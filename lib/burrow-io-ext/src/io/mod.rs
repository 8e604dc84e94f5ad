/*
 * SPDX-License-Identifier: Apache-2.0
 * Copyright 2025 ByteDance and/or its affiliates.
 */

use tokio::io::{AsyncRead, AsyncWrite};

mod read_exactly;
pub use read_exactly::ReadExactly;

mod write_all_flush;
pub use write_all_flush::WriteAllFlush;

pub trait ReadExactlyExt: AsyncRead {
    /// Read exactly `len` bytes, waiting for as many chunks as needed.
    ///
    /// Nothing beyond `len` is taken from the reader.
    fn read_exactly(&mut self, len: usize) -> ReadExactly<'_, Self>
    where
        Self: Unpin,
    {
        ReadExactly::new(self, len)
    }
}

impl<R: AsyncRead + ?Sized> ReadExactlyExt for R {}

pub trait WriteAllFlushExt: AsyncWrite {
    fn write_all_flush<'a>(&'a mut self, buf: &'a [u8]) -> WriteAllFlush<'a, Self>
    where
        Self: Unpin,
    {
        WriteAllFlush::new(self, buf)
    }
}

impl<W: AsyncWrite + ?Sized> WriteAllFlushExt for W {}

Problem requirements | What are the lines from the one containing "impl<R: AsyncRead +" through the end of the material? Reproduce them exactly, both ends included, with nothing added.

Answer section |
impl<R: AsyncRead + ?Sized> ReadExactlyExt for R {}

pub trait WriteAllFlushExt: AsyncWrite {
    fn write_all_flush<'a>(&'a mut self, buf: &'a [u8]) -> WriteAllFlush<'a, Self>
    where
        Self: Unpin,
    {
        WriteAllFlush::new(self, buf)
    }
}

impl<W: AsyncWrite + ?Sized> WriteAllFlushExt for W {}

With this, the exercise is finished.